The Rota Romântica (lit. 'Romantic Route') is a scenic tourist route that runs through 13 municipalities located in the Serra Gaúcha region of the Brazilian state of Rio Grande do Sul. The area was first colonized by German immigrants in the first half of the 19th century, and the strong German influence can still be seen in each of the towns and villages.

The Rota Romântica is approximately 184 km in distance and extends from São Leopoldo to São Francisco de Paula. The 13 municipalities along the route are: São Leopoldo, Novo Hamburgo, Estância Velha, Ivoti, Dois Irmãos, Morro Reuter, Santa Maria do Herval, Presidente Lucena, Picada Café, Nova Petrópolis, Gramado, Canela, São Francisco de Paula, and Linha Nova.

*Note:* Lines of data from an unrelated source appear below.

//! Checkout and settlement rules for subscription transactions.

use time::{Duration, OffsetDateTime};
use uuid::Uuid;

use crate::subscriptions::ledger::has_other_active_plan;
use crate::subscriptions::repo_types::{
    PaymentMethod, SubscriptionPlan, SubscriptionTransaction, TransactionStatus,
};
use crate::users::repo_types::UserRole;

#[derive(Debug, thiserror::Error)]
pub enum SubscriptionError {
    #[error("{0} not found")]
    NotFound(&'static str),
    #[error("{plan} plans cannot be bought by {user} accounts")]
    RoleMismatch { plan: UserRole, user: UserRole },
    #[error("another plan is still active")]
    PlanSwitchBlocked,
    #[error("insufficient wallet balance")]
    InsufficientBalance { balance: f64, required: f64 },
    #[error("transaction is already {0:?}")]
    AlreadySettled(TransactionStatus),
    #[error("a transaction can only be settled as COMPLETED or REJECTED")]
    InvalidSettlement,
    #[error("invalid plan: {0}")]
    InvalidPlan(String),
    #[error("plan has transactions and cannot be deleted")]
    PlanInUse,
    #[error(transparent)]
    Database(#[from] sqlx::Error),
}

/// How a checkout is recorded.
#[derive(Debug, Clone, Copy, PartialEq, Eq)]
pub enum CheckoutKind {
    /// Paid from the wallet, activated immediately.
    Instant,
    /// Waits for an admin to confirm the external payment.
    AwaitingPayment,
}

/// Usage allowance granted by activating `plan` at `now`.
#[derive(Debug, Clone, Copy, PartialEq)]
pub struct Activation {
    pub remaining_usage: i32,
    pub end_date: OffsetDateTime,
}

pub fn activation(plan: &SubscriptionPlan, now: OffsetDateTime) -> Activation {
    Activation {
        remaining_usage: plan.usage_limit,
        end_date: now + Duration::days(i64::from(plan.duration_days.max(1))),
    }
}

/// `GP-SUB-` followed by eight uppercase hex digits.
pub fn generate_reference() -> String {
    let hex = Uuid::new_v4().simple().to_string();
    format!("GP-SUB-{}", hex[..8].to_uppercase())
}

pub fn check_checkout(
    user_role: UserRole,
    wallet_balance: f64,
    plan: &SubscriptionPlan,
    method: PaymentMethod,
    existing: &[SubscriptionTransaction],
    now: OffsetDateTime,
) -> Result<CheckoutKind, SubscriptionError> {
    if plan.role != user_role {
        return Err(SubscriptionError::RoleMismatch {
            plan: plan.role,
            user: user_role,
        });
    }
    if has_other_active_plan(existing, plan.id, now) {
        return Err(SubscriptionError::PlanSwitchBlocked);
    }
    match method {
        PaymentMethod::Wallet if wallet_balance < plan.price => {
            Err(SubscriptionError::InsufficientBalance {
                balance: wallet_balance,
                required: plan.price,
            })
        }
        PaymentMethod::Wallet => Ok(CheckoutKind::Instant),
        PaymentMethod::Direct | PaymentMethod::Chapa | PaymentMethod::Telebirr => {
            Ok(CheckoutKind::AwaitingPayment)
        }
    }
}

/// Only pending transactions can be settled, and only to a final status.
pub fn check_settlement(
    current: TransactionStatus,
    target: TransactionStatus,
) -> Result<(), SubscriptionError> {
    if current != TransactionStatus::Pending {
        return Err(SubscriptionError::AlreadySettled(current));
    }
    if target == TransactionStatus::Pending {
        return Err(SubscriptionError::InvalidSettlement);
    }
    Ok(())
}

pub fn validate_plan(
    name: &str,
    price: f64,
    usage_limit: i32,
    role: UserRole,
    duration_days: i32,
) -> Result<(), SubscriptionError> {
    let invalid = |m: &str| Err(SubscriptionError::InvalidPlan(m.into()));
    if name.trim().is_empty() {
        return invalid("name is required");
    }
    if !(price.is_finite() && price >= 0.0) {
        return invalid("price must not be negative");
    }
    if usage_limit < 0 {
        return invalid("usage_limit must not be negative");
    }
    if duration_days <= 0 {
        return invalid("duration_days must be positive");
    }
    if role == UserRole::Admin {
        return invalid("plans are for SENDER or PICKER accounts");
    }
    Ok(())
}
pub mod directory;
mod dto;
pub mod handlers;
pub mod repo;
pub mod repo_types;
pub(crate) mod services;

use crate::state::AppState;
use axum::Router;

pub fn router() -> Router<AppState> {
    Router::new()
        .merge(handlers::profile_routes())
        .merge(handlers::admin_routes())
}
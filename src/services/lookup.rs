use crate::models::validation::{is_valid_email, INVALID_EMAIL};
use crate::models::{Booking, FieldErrors};
use crate::services::store::BookingStore;

/// "My bookings": find reservations by email and cancel them one at a time
/// behind an explicit confirmation.
#[derive(Debug, Default)]
pub struct Lookup {
    email: String,
    results: Vec<Booking>,
    searched: bool,
    pending_cancel: Option<String>,
}

impl Lookup {
    pub fn new() -> Self {
        Self::default()
    }

    /// Runs a search. An invalid email is rejected without touching the store
    /// and leaves any previous results in place.
    pub fn search(&mut self, store: &BookingStore, email: &str) -> Result<usize, FieldErrors> {
        let email = email.trim();
        if !is_valid_email(email) {
            let mut errors = FieldErrors::new();
            errors.insert("email", INVALID_EMAIL.to_string());
            return Err(errors);
        }

        self.email = email.to_string();
        self.results = store.get_bookings_by_email(email);
        self.searched = true;
        self.pending_cancel = None;

        tracing::debug!(count = self.results.len(), "bookings looked up by email");
        Ok(self.results.len())
    }

    pub fn email(&self) -> &str {
        &self.email
    }

    pub fn results(&self) -> &[Booking] {
        &self.results
    }

    pub fn searched(&self) -> bool {
        self.searched
    }

    pub fn summary(&self) -> String {
        summarize_count(self.results.len())
    }

    pub fn pending_cancel(&self) -> Option<&str> {
        self.pending_cancel.as_deref()
    }

    /// Asks for confirmation before cancelling. Only bookings in the current
    /// results can be selected.
    pub fn request_cancel(&mut self, id: &str) -> bool {
        if self.results.iter().any(|b| b.id == id) {
            self.pending_cancel = Some(id.to_string());
            true
        } else {
            false
        }
    }

    pub fn keep_booking(&mut self) {
        self.pending_cancel = None;
    }

    /// Cancels the booking awaiting confirmation and drops it from the results.
    pub fn confirm_cancel(&mut self, store: &mut BookingStore) -> Option<String> {
        let id = self.pending_cancel.take()?;
        store.cancel_booking(&id);
        self.results.retain(|b| b.id != id);
        Some(id)
    }

    pub fn reset(&mut self) {
        *self = Self::default();
    }
}

pub fn summarize_count(count: usize) -> String {
    if count == 1 {
        "1 booking found".to_string()
    } else {
        format!("{count} bookings found")
    }
}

The cities of Nova Petrópolis, Gramado, Canela, and São Francisco de Paula are also included in the Região das Hortênsias, one of Brazil's tourist hot spots and very popular throughout the country in the winter and holiday seasons, for its breath-taking scenery, rich European cultural heritage and picturesque architecture.

== Related routes ==

=== Circuito de Cicloturismo ===
The Circuito de Cicloturismo (lit. 'Cycling Tourism Circuit') was inaugurated in 2020. The route is 355 km long and passes through 14 municipalities in the Rota Romântica.

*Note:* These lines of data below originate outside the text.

use chrono::{DateTime, NaiveDate, Utc};
use serde::{Deserialize, Serialize};

#[derive(Debug, Clone, Copy, Serialize, Deserialize, PartialEq, Eq, Hash)]
#[serde(rename_all = "kebab-case")]
pub enum Activity {
    Bowling,
    ArDarts,
    SoftPlay,
}

impl Activity {
    pub fn as_str(&self) -> &'static str {
        match self {
            Activity::Bowling => "bowling",
            Activity::ArDarts => "ar-darts",
            Activity::SoftPlay => "soft-play",
        }
    }

    pub fn parse(s: &str) -> Option<Self> {
        match s {
            "bowling" => Some(Activity::Bowling),
            "ar-darts" => Some(Activity::ArDarts),
            "soft-play" => Some(Activity::SoftPlay),
            _ => None,
        }
    }

    pub fn display_name(&self) -> &'static str {
        match self {
            Activity::Bowling => "Strike Zone Bowling",
            Activity::ArDarts => "AR Darts Arena",
            Activity::SoftPlay => "Adventure Soft Play",
        }
    }
}

impl std::fmt::Display for Activity {
    fn fmt(&self, f: &mut std::fmt::Formatter<'_>) -> std::fmt::Result {
        f.write_str(self.as_str())
    }
}

#[derive(Debug, Clone, Default, Serialize, Deserialize, PartialEq)]
pub struct Guests {
    #[serde(default, skip_serializing_if = "Option::is_none")]
    pub adults: Option<u32>,
    #[serde(default, skip_serializing_if = "Option::is_none")]
    pub children: Option<u32>,
}

impl Guests {
    /// "2 Adults, 1 Children" style summary; zero counts are left out.
    pub fn summary(&self) -> String {
        let mut parts = Vec::new();
        if let Some(adults) = self.adults.filter(|n| *n > 0) {
            parts.push(format!("{adults} Adults"));
        }
        if let Some(children) = self.children.filter(|n| *n > 0) {
            parts.push(format!("{children} Children"));
        }
        parts.join(", ")
    }
}

#[derive(Debug, Clone, Default, Serialize, Deserialize, PartialEq)]
#[serde(rename_all = "camelCase")]
pub struct BookingDetails {
    #[serde(default, skip_serializing_if = "Option::is_none")]
    pub games: Option<u32>,
    #[serde(default, skip_serializing_if = "Option::is_none")]
    pub lanes: Option<u32>,
    /// Minutes.
    #[serde(default, skip_serializing_if = "Option::is_none")]
    pub duration: Option<u32>,
    #[serde(default, skip_serializing_if = "Option::is_none")]
    pub soft_play_addon: Option<bool>,
}

/// A booking as submitted by a wizard, before the store assigns an id.
#[derive(Debug, Clone, Serialize, Deserialize, PartialEq)]
#[serde(rename_all = "camelCase")]
pub struct NewBooking {
    pub activity: Activity,
    pub date: NaiveDate,
    pub time: String,
    #[serde(default)]
    pub guests: Guests,
    #[serde(default)]
    pub details: BookingDetails,
    pub email: String,
    pub total_price: f64,
}

#[derive(Debug, Clone, Serialize, Deserialize, PartialEq)]
#[serde(rename_all = "camelCase")]
pub struct Booking {
    pub id: String,
    pub activity: Activity,
    pub date: NaiveDate,
    pub time: String,
    #[serde(default)]
    pub guests: Guests,
    #[serde(default)]
    pub details: BookingDetails,
    pub email: String,
    pub total_price: f64,
    pub created_at: DateTime<Utc>,
}

impl Booking {
    pub fn from_new(data: NewBooking, id: String, created_at: DateTime<Utc>) -> Self {
        Self {
            id,
            activity: data.activity,
            date: data.date,
            time: data.time,
            guests: data.guests,
            details: data.details,
            email: data.email,
            total_price: data.total_price,
            created_at,
        }
    }

    pub fn matches_email(&self, email: &str) -> bool {
        self.email.to_lowercase() == email.to_lowercase()
    }

    pub fn occupies(&self, date: NaiveDate, time: &str, activity: Activity) -> bool {
        self.date == date && self.time == time && self.activity == activity
    }
}
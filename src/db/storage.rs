use rusqlite::Connection;

use crate::db::queries;
use crate::services::store::Storage;

/// Storage entries kept in the `storage` table of a SQLite database.
pub struct SqliteStorage {
    conn: Connection,
}

impl SqliteStorage {
    pub fn new(conn: Connection) -> Self {
        Self { conn }
    }
}

impl Storage for SqliteStorage {
    fn load(&self, key: &str) -> anyhow::Result<Option<String>> {
        queries::get_storage_entry(&self.conn, key)
    }

    fn save(&self, key: &str, value: &str) -> anyhow::Result<()> {
        queries::set_storage_entry(&self.conn, key, value)
    }
}
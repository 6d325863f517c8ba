pub mod availability;
pub mod booking;
pub mod validation;

pub use availability::{SlotAvailability, SlotHours};
pub use booking::{Activity, Booking, BookingDetails, Guests, NewBooking};
pub use validation::FieldErrors;
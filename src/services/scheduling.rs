use chrono::{Days, NaiveDate};

use crate::models::availability::format_time;
use crate::models::{Activity, Booking, SlotAvailability, SlotHours};

pub const OPENING_HOUR: u32 = 10;
pub const LAST_START_HOUR: u32 = 22;
pub const SLOT_MINUTES: u32 = 30;
/// Bookings allowed per (date, time, activity), whatever the activity.
pub const SLOT_CAPACITY: usize = 3;
pub const BOOKING_WINDOW_DAYS: u64 = 14;

/// Half-hour start times from opening until the last start at 22:00.
///
/// The date does not change the result; every day has the same slots.
pub fn generate_time_slots(_date: NaiveDate) -> Vec<String> {
    let first = OPENING_HOUR * 60;
    let last = LAST_START_HOUR * 60;
    (first..=last)
        .step_by(SLOT_MINUTES as usize)
        .map(|minutes| format_time(minutes / 60, minutes % 60))
        .collect()
}

pub fn count_bookings_in_slot(
    bookings: &[Booking],
    date: NaiveDate,
    time: &str,
    activity: Activity,
) -> usize {
    bookings
        .iter()
        .filter(|b| b.occupies(date, time, activity))
        .count()
}

pub fn is_time_slot_available(
    bookings: &[Booking],
    date: NaiveDate,
    time: &str,
    activity: Activity,
) -> bool {
    count_bookings_in_slot(bookings, date, time, activity) < SLOT_CAPACITY
}

/// The slots an activity offers on `date`, each flagged with remaining capacity.
pub fn slots_for_activity(
    bookings: &[Booking],
    date: NaiveDate,
    activity: Activity,
    hours: SlotHours,
) -> Vec<SlotAvailability> {
    generate_time_slots(date)
        .into_iter()
        .filter(|time| hours.contains(time))
        .map(|time| SlotAvailability {
            available: is_time_slot_available(bookings, date, &time, activity),
            time,
        })
        .collect()
}

/// Rolling window of bookable dates starting today.
pub fn booking_window(today: NaiveDate) -> Vec<NaiveDate> {
    (0..BOOKING_WINDOW_DAYS)
        .filter_map(|offset| today.checked_add_days(Days::new(offset)))
        .collect()
}

pub fn in_booking_window(today: NaiveDate, date: NaiveDate) -> bool {
    match today.checked_add_days(Days::new(BOOKING_WINDOW_DAYS)) {
        Some(end) => date >= today && date < end,
        None => date >= today,
    }
}

#[cfg(test)]
mod tests {
    use super::*;
    use crate::models::{BookingDetails, Guests};
    use chrono::Utc;

    fn date(s: &str) -> NaiveDate {
        NaiveDate::parse_from_str(s, "%Y-%m-%d").unwrap()
    }

    fn booking(id: &str, d: &str, time: &str, activity: Activity) -> Booking {
        Booking {
            id: id.to_string(),
            activity,
            date: date(d),
            time: time.to_string(),
            guests: Guests::default(),
            details: BookingDetails::default(),
            email: "guest@example.com".to_string(),
            total_price: 15.0,
            created_at: Utc::now(),
        }
    }

    #[test]
    fn test_slot_list_shape() {
        let slots = generate_time_slots(date("2025-06-16"));
        assert_eq!(slots.len(), 25);
        assert_eq!(slots.first().map(String::as_str), Some("10:00"));
        assert_eq!(slots[1], "10:30");
        assert_eq!(slots.last().map(String::as_str), Some("22:00"));
    }

    #[test]
    fn test_slot_list_ignores_date() {
        // Weekday, weekend and a public holiday all get the same list.
        let monday = generate_time_slots(date("2025-06-16"));
        assert_eq!(monday, generate_time_slots(date("2025-06-21")));
        assert_eq!(monday, generate_time_slots(date("2025-12-25")));
    }

    #[test]
    fn test_slot_full_at_capacity() {
        let mut bookings = vec![];
        for i in 0..SLOT_CAPACITY {
            assert!(is_time_slot_available(
                &bookings,
                date("2025-06-16"),
                "14:00",
                Activity::Bowling
            ));
            bookings.push(booking(&format!("b{i}"), "2025-06-16", "14:00", Activity::Bowling));
        }
        assert!(!is_time_slot_available(
            &bookings,
            date("2025-06-16"),
            "14:00",
            Activity::Bowling
        ));
    }

    #[test]
    fn test_capacity_is_per_activity_date_and_time() {
        let bookings = vec![
            booking("a", "2025-06-16", "14:00", Activity::Bowling),
            booking("b", "2025-06-16", "14:00", Activity::Bowling),
            booking("c", "2025-06-16", "14:00", Activity::Bowling),
        ];
        assert!(is_time_slot_available(&bookings, date("2025-06-16"), "14:00", Activity::ArDarts));
        assert!(is_time_slot_available(&bookings, date("2025-06-16"), "14:30", Activity::Bowling));
        assert!(is_time_slot_available(&bookings, date("2025-06-17"), "14:00", Activity::Bowling));
        assert_eq!(
            count_bookings_in_slot(&bookings, date("2025-06-16"), "14:00", Activity::Bowling),
            3
        );
    }

    #[test]
    fn test_slots_for_activity_filters_hours() {
        let hours = SlotHours {
            first_hour: 10,
            last_hour: 18,
        };
        let bookings = vec![
            booking("a", "2025-06-16", "10:00", Activity::SoftPlay),
            booking("b", "2025-06-16", "10:00", Activity::SoftPlay),
            booking("c", "2025-06-16", "10:00", Activity::SoftPlay),
        ];
        let slots = slots_for_activity(&bookings, date("2025-06-16"), Activity::SoftPlay, hours);
        assert_eq!(slots.len(), 18);
        assert_eq!(slots.last().map(|s| s.time.as_str()), Some("18:30"));
        assert!(!slots[0].available);
        assert!(slots[1].available);
    }

    #[test]
    fn test_booking_window() {
        let today = date("2025-06-16");
        let window = booking_window(today);
        assert_eq!(window.len(), 14);
        assert_eq!(window[0], today);
        assert_eq!(window[13], date("2025-06-29"));

        assert!(in_booking_window(today, date("2025-06-29")));
        assert!(!in_booking_window(today, date("2025-06-30")));
        assert!(!in_booking_window(today, date("2025-06-15")));
    }
}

=== Circuito de Caminhadas ===
A 156 km circular walking route titled the Circuito de Caminhadas (lit. 'Hiking circuit') was inaugurated on 17 June 2025. The route passes through eight municipalities in the region: Ivoti, Dois Irmãos, Morro Reuter, Santa Maria do Herval, Nova Petrópolis, Picada Café, Linha Nova, and Presidente Lucena. The trail is intended to be completed over a 9 day period at an average of 17 km a day.

=== Roteiro dos Sinos ===
The Roteiro dos Sinos (lit. 'Bell route') was inaugurated on 7 November 2025 in the municipalities of Estância Velha, São Leopoldo, and Novo Hamburgo in the Sinos River Valley, and was created to highlight the historical religious and cultural traditions of the region. The seven attractions in the route are the Igreja Sagrado Coracao de Jesus and the Igreja Evangelica Luterana in Estância Velha, the Santuário Padre Reus, Colégio São José, Centro de Espiritualidade Cristo Rei in São Leopoldo, and the Igreja Três Reis Magos and Santuário das Mães in Novo Hamburgo.